Hello all! Not sure if you noticed, but I took a couple of weeks off from posting over the holidays. I started writing a post each week, but I did not have the energy. I just didn’t. These things take a surprisingly long time to put together. I enjoy doing it very much though, which is why I’m back at it this week with the first post of 2019! Hurrah!
I awoke early Thursday morning and met my friend Talia at Lionel-Groulx metro. We took the long ride to Pie-IX on an old metro car and then a brisk walk up to the Montreal Botanical Gardens.
We were the first ones to arrive and had the place completely to ourselves. It was very quiet save for the slow shushing of sheets of ice sloshing off of the glass roof. There had been a night of freezing rain and the ice was slowly being shifted by the gentle but persuasive rays of winter sun. We took a leisurely stroll through all of the inner rooms of the greenhouse, marking the changes that had occurred in the time since our last visit.

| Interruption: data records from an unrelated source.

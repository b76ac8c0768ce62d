//! Text segmentation for TTS: splitting unbounded input into speakable chunks.

pub mod chunker;

pub use chunker::split;

/// A chunk of source text ready for TTS processing.
///
/// `content` is a verbatim slice of the input, including the whitespace that
/// followed it, so concatenating every chunk in order reproduces the input.
#[derive(Debug, Clone, PartialEq, Eq)]
pub struct TextChunk {
    /// Position of this chunk in the input
    pub index: usize,
    /// The verbatim text
    pub content: String,
}

impl TextChunk {
    /// Create a new text chunk.
    pub fn new(index: usize, content: impl Into<String>) -> Self {
        Self {
            index,
            content: content.into(),
        }
    }

    /// The text handed to the speech engine: content without surrounding whitespace.
    pub fn spoken(&self) -> &str {
        self.content.trim()
    }

    /// Length of the spoken text in characters.
    pub fn word_len(&self) -> usize {
        self.spoken().chars().count()
    }

    /// Whether there is nothing to speak.
    pub fn is_blank(&self) -> bool {
        self.spoken().is_empty()
    }
}

#[cfg(test)]
mod tests {
    use super::*;

    #[test]
    fn test_text_chunk_creation() {
        let chunk = TextChunk::new(1, "Hello world  ");
        assert_eq!(chunk.index, 1);
        assert_eq!(chunk.content, "Hello world  ");
        assert_eq!(chunk.spoken(), "Hello world");
        assert_eq!(chunk.word_len(), 11);
        assert!(!chunk.is_blank());
    }

    #[test]
    fn test_blank_chunk() {
        let chunk = TextChunk::new(0, " \n\t ");
        assert!(chunk.is_blank());
        assert_eq!(chunk.word_len(), 0);
    }

    #[test]
    fn test_word_len_counts_characters_not_bytes() {
        let chunk = TextChunk::new(0, "héllo wörld");
        assert_eq!(chunk.word_len(), 11);
    }
}
//! Error taxonomy for a narration run.

use crate::pipeline::{InvalidTransition, Stage};
use thiserror::Error;

#[derive(Error, Debug)]
pub enum PipelineError {
    #[error("Invalid input: {0}")]
    InvalidInput(String),

    #[error("Speech synthesis failed for chunk {index}: {source:#}")]
    Synthesis {
        index: usize,
        source: anyhow::Error,
    },

    #[error("Audio assembly failed: {0:#}")]
    Assembly(anyhow::Error),

    #[error("Caption rendering failed: {0:#}")]
    Render(anyhow::Error),

    #[error("Video composition failed: {0:#}")]
    Composition(anyhow::Error),

    #[error("Cleanup of temporary artifacts failed: {0}")]
    Cleanup(#[source] std::io::Error),

    #[error("Run cancelled during {stage}")]
    Cancelled { stage: Stage },

    #[error("Configuration error: {0}")]
    Config(String),

    #[error("Run workspace error: {0:#}")]
    Workspace(anyhow::Error),

    #[error("Failed to publish outputs: {0:#}")]
    Publish(anyhow::Error),

    #[error(transparent)]
    Transition(#[from] InvalidTransition),
}

impl PipelineError {
    pub fn synthesis(index: usize, source: impl Into<anyhow::Error>) -> Self {
        Self::Synthesis {
            index,
            source: source.into(),
        }
    }

    pub fn assembly(source: impl Into<anyhow::Error>) -> Self {
        Self::Assembly(source.into())
    }

    pub fn render(source: impl Into<anyhow::Error>) -> Self {
        Self::Render(source.into())
    }

    pub fn composition(source: impl Into<anyhow::Error>) -> Self {
        Self::Composition(source.into())
    }

    /// Whether this error stopped the run (everything but cleanup does).
    pub fn is_fatal(&self) -> bool {
        !matches!(self, Self::Cleanup(_))
    }
}

pub type Result<T> = std::result::Result<T, PipelineError>;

Upon entering the Bonsai room, we saw that the gardeners had allowed an artificial autumn to occur- the deciduous trees had lost many of their leaves, and those which still clung to the branches were painted in vibrant reds, golds and oranges. There was a chill in the air that hadn’t been there during the summer months. There were two workers with a chainsaw who were removing an old architectural feature, except for them we were alone. They were dismantling a Japanese screen around which an old Wysteria vine was wrapped. To preserve the growth, they strategically sawed the screen into small pieces and removed them one at a time.
As we entered the Tillandsia room, the noise of the chainsaw dampened into an echo of a faraway ship horn. The air was damp and temperate, and I felt as though we had walked into a private jungle.

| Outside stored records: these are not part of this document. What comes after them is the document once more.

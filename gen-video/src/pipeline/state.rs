//! Run state machine.
//!
//! ```text
//! Idle -> Chunking -> Synthesizing -> Assembling -> Rendering -> Composing -> Done
//! any non-terminal stage -> Failed
//! ```
//!
//! Stages only move forward, one step at a time; `Done` and `Failed` are
//! terminal.

use std::fmt;
use thiserror::Error;

#[derive(Debug, Clone, Copy, PartialEq, Eq, Hash, Default)]
pub enum Stage {
    #[default]
    Idle,
    Chunking,
    Synthesizing,
    Assembling,
    Rendering,
    Composing,
    Done,
    Failed,
}

impl Stage {
    /// The stage that follows this one on success.
    pub fn next(self) -> Option<Stage> {
        match self {
            Stage::Idle => Some(Stage::Chunking),
            Stage::Chunking => Some(Stage::Synthesizing),
            Stage::Synthesizing => Some(Stage::Assembling),
            Stage::Assembling => Some(Stage::Rendering),
            Stage::Rendering => Some(Stage::Composing),
            Stage::Composing => Some(Stage::Done),
            Stage::Done | Stage::Failed => None,
        }
    }

    pub fn is_terminal(self) -> bool {
        matches!(self, Stage::Done | Stage::Failed)
    }

    /// A short human-readable label.
    pub fn label(self) -> &'static str {
        match self {
            Stage::Idle => "idle",
            Stage::Chunking => "chunking",
            Stage::Synthesizing => "synthesizing",
            Stage::Assembling => "assembling",
            Stage::Rendering => "rendering",
            Stage::Composing => "composing",
            Stage::Done => "done",
            Stage::Failed => "failed",
        }
    }
}

impl fmt::Display for Stage {
    fn fmt(&self, f: &mut fmt::Formatter<'_>) -> fmt::Result {
        f.write_str(self.label())
    }
}

#[derive(Debug, Error, PartialEq, Eq)]
#[error("invalid stage transition {from} -> {to}")]
pub struct InvalidTransition {
    pub from: Stage,
    pub to: Stage,
}

/// Tracks where a single run is.
#[derive(Debug, Default)]
pub struct RunState {
    stage: Stage,
}

impl RunState {
    pub fn new() -> Self {
        Self::default()
    }

    pub fn stage(&self) -> Stage {
        self.stage
    }

    /// Move to `to`, rejecting backward, repeated, or skipping transitions.
    pub fn advance(&mut self, to: Stage) -> Result<(), InvalidTransition> {
        let allowed = if to == Stage::Failed {
            !self.stage.is_terminal()
        } else {
            self.stage.next() == Some(to)
        };

        if !allowed {
            return Err(InvalidTransition {
                from: self.stage,
                to,
            });
        }
        self.stage = to;
        Ok(())
    }
}

#[cfg(test)]
mod tests {
    use super::*;

    #[test]
    fn test_full_forward_run() {
        let mut state = RunState::new();
        for stage in [
            Stage::Chunking,
            Stage::Synthesizing,
            Stage::Assembling,
            Stage::Rendering,
            Stage::Composing,
            Stage::Done,
        ] {
            state.advance(stage).unwrap();
        }
        assert_eq!(state.stage(), Stage::Done);
        assert!(state.advance(Stage::Failed).is_err());
    }

    #[test]
    fn test_no_reentry_or_backwards() {
        let mut state = RunState::new();
        state.advance(Stage::Chunking).unwrap();
        state.advance(Stage::Synthesizing).unwrap();

        assert!(state.advance(Stage::Synthesizing).is_err());
        assert_eq!(
            state.advance(Stage::Chunking),
            Err(InvalidTransition {
                from: Stage::Synthesizing,
                to: Stage::Chunking
            })
        );
        assert!(state.advance(Stage::Composing).is_err());
    }

    #[test]
    fn test_failed_is_terminal() {
        let mut state = RunState::new();
        state.advance(Stage::Chunking).unwrap();
        state.advance(Stage::Failed).unwrap();
        assert!(state.advance(Stage::Failed).is_err());
        assert!(state.advance(Stage::Synthesizing).is_err());
    }

    #[test]
    fn test_display() {
        assert_eq!(Stage::Synthesizing.to_string(), "synthesizing");
        assert_eq!(
            InvalidTransition {
                from: Stage::Done,
                to: Stage::Chunking
            }
            .to_string(),
            "invalid stage transition done -> chunking"
        );
    }
}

The garden is the perfect complement to winter in Montreal. In the morning hours, you may feel that you have whisked yourself away from the bitter wind to another land. It’s a beautiful way to start the day. Even better as an artist - the garden has hundreds, if not thousands, of species of plants to draw from observation. You could choose a new one to draw every time you visit and have subject matter for years. You could also work from the same plant time and again, and notice the small changes that elapse over the course of months and years.
Talia and I discussed the relationship one cultivates with a thing one has drawn - after having drawn something, you feel as though you know it intimately, almost as a friend. Having previously visited to draw the plant life, we greeted the friends we had made in the past before settling down in the comfortably warm Begonia room to make some new ones.
After having set up our picnic, we were told (in a very friendly way) that patrons are not encouraged to bring food into the garden with them, so hide your snacks and don’t leave garbage behind if you decide to plan your own drawing date!
One of the cool things about drawing in public places like this where a lot of people come as a family or in groups of students is that you tend to get a lot of passers-by interested in what you are doing. Kids are always very excited to see what you are working on, and it’s motivating to see how art leads to forming these pressure-free moments of connection between people. It’s one of the things that I love about creating things like a drawing or a meal, it’s always more enjoyable when you share them.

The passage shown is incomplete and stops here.